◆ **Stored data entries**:
========================================

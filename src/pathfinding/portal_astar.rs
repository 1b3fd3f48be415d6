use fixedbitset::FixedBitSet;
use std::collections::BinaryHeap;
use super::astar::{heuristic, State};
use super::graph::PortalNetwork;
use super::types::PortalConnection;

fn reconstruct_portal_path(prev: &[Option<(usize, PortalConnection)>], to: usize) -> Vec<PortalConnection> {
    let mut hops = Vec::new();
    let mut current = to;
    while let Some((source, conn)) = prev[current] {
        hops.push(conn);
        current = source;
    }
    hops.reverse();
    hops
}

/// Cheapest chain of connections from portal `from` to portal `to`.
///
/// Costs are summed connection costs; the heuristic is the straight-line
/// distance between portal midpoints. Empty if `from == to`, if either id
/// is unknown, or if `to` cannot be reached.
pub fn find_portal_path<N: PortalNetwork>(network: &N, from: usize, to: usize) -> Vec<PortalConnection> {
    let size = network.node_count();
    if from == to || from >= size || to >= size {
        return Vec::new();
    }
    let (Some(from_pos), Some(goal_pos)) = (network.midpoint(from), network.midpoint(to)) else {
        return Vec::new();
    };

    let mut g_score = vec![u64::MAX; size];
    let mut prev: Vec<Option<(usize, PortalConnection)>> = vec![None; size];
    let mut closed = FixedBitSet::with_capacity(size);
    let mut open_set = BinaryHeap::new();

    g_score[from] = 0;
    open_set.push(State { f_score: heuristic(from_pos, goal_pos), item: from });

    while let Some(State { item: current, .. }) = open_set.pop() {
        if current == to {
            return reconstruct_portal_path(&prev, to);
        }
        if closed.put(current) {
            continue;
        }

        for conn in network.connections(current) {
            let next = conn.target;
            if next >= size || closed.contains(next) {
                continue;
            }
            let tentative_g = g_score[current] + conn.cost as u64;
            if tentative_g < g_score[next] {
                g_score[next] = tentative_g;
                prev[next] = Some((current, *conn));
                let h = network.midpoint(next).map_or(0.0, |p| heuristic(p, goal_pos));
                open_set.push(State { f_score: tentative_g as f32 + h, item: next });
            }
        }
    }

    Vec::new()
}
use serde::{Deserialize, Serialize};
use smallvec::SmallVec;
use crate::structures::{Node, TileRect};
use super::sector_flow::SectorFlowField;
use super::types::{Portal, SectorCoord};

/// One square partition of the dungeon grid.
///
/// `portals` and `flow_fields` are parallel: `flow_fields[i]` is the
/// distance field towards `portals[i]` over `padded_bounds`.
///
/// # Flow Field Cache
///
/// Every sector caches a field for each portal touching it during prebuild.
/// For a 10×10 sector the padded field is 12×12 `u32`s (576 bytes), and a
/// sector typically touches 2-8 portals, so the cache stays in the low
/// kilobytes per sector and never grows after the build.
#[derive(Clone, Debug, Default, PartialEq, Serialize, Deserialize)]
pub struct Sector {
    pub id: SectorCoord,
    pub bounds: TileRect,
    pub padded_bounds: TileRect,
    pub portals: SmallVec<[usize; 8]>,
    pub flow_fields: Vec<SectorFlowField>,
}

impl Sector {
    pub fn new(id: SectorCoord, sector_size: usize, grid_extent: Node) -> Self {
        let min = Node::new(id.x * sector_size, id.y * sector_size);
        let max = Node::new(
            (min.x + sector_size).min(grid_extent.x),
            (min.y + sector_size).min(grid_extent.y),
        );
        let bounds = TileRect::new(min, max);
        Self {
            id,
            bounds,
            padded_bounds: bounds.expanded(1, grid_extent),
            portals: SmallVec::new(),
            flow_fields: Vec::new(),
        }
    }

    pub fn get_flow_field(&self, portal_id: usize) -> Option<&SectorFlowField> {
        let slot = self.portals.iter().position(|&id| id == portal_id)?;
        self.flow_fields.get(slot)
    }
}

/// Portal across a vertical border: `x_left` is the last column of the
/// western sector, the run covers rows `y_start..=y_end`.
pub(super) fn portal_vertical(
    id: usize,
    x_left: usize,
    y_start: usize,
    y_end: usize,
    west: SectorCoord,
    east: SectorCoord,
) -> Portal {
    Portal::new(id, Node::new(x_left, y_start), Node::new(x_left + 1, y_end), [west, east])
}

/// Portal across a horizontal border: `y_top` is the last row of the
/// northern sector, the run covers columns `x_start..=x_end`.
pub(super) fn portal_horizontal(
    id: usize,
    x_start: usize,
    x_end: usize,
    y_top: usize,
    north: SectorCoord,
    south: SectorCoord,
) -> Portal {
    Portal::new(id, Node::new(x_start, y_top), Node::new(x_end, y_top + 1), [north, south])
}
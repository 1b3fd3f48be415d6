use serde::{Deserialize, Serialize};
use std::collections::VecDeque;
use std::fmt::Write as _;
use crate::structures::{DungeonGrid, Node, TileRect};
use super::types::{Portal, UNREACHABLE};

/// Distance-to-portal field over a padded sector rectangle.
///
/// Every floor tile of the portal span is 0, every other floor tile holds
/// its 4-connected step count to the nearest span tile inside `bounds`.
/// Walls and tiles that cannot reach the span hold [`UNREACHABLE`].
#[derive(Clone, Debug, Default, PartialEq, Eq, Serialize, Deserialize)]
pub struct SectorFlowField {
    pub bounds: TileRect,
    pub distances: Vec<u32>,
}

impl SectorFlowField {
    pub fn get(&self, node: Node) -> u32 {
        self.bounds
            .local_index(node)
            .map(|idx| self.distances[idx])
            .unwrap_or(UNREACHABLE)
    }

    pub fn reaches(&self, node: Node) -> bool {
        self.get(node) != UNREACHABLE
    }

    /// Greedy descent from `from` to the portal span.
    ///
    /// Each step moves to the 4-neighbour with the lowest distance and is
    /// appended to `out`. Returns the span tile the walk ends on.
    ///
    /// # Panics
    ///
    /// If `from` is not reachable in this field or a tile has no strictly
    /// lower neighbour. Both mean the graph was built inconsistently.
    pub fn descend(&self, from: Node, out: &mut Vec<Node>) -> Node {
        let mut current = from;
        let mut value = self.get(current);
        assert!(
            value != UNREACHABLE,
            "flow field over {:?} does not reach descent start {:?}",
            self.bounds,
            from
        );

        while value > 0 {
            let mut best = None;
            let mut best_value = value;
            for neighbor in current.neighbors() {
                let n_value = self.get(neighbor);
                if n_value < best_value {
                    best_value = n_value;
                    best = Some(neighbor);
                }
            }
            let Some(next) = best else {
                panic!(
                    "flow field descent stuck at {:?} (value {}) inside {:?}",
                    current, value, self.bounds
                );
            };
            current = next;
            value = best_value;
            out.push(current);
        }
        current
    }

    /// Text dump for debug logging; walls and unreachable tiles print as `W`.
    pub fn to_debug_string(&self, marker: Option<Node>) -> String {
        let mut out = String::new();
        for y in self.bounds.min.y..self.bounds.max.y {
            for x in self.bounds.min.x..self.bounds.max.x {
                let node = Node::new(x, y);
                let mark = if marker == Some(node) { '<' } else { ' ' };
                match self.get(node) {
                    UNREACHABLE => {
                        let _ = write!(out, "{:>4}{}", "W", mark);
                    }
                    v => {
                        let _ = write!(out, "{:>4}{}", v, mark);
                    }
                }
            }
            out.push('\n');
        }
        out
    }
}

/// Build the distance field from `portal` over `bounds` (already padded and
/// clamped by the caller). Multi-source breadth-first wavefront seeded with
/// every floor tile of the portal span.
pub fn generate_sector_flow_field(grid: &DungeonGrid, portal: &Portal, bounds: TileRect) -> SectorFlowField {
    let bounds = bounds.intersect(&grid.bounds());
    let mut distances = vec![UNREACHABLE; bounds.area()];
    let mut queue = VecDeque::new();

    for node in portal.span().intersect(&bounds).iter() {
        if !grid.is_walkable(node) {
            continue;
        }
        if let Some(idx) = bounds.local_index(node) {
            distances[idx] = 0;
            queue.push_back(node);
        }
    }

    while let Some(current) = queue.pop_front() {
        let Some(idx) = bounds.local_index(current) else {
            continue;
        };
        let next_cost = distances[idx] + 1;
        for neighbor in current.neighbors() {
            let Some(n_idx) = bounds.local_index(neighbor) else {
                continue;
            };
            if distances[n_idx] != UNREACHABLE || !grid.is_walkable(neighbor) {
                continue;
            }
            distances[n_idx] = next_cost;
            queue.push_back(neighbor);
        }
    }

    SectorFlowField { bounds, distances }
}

========================================

◆ **Aim of the task**: When the string "east" appears in a line of the records above, that line is to be copied.

◆ **Exercise answer**:
    east: SectorCoord,
    Portal::new(id, Node::new(x_left, y_start), Node::new(x_left + 1, y_end), [west, east])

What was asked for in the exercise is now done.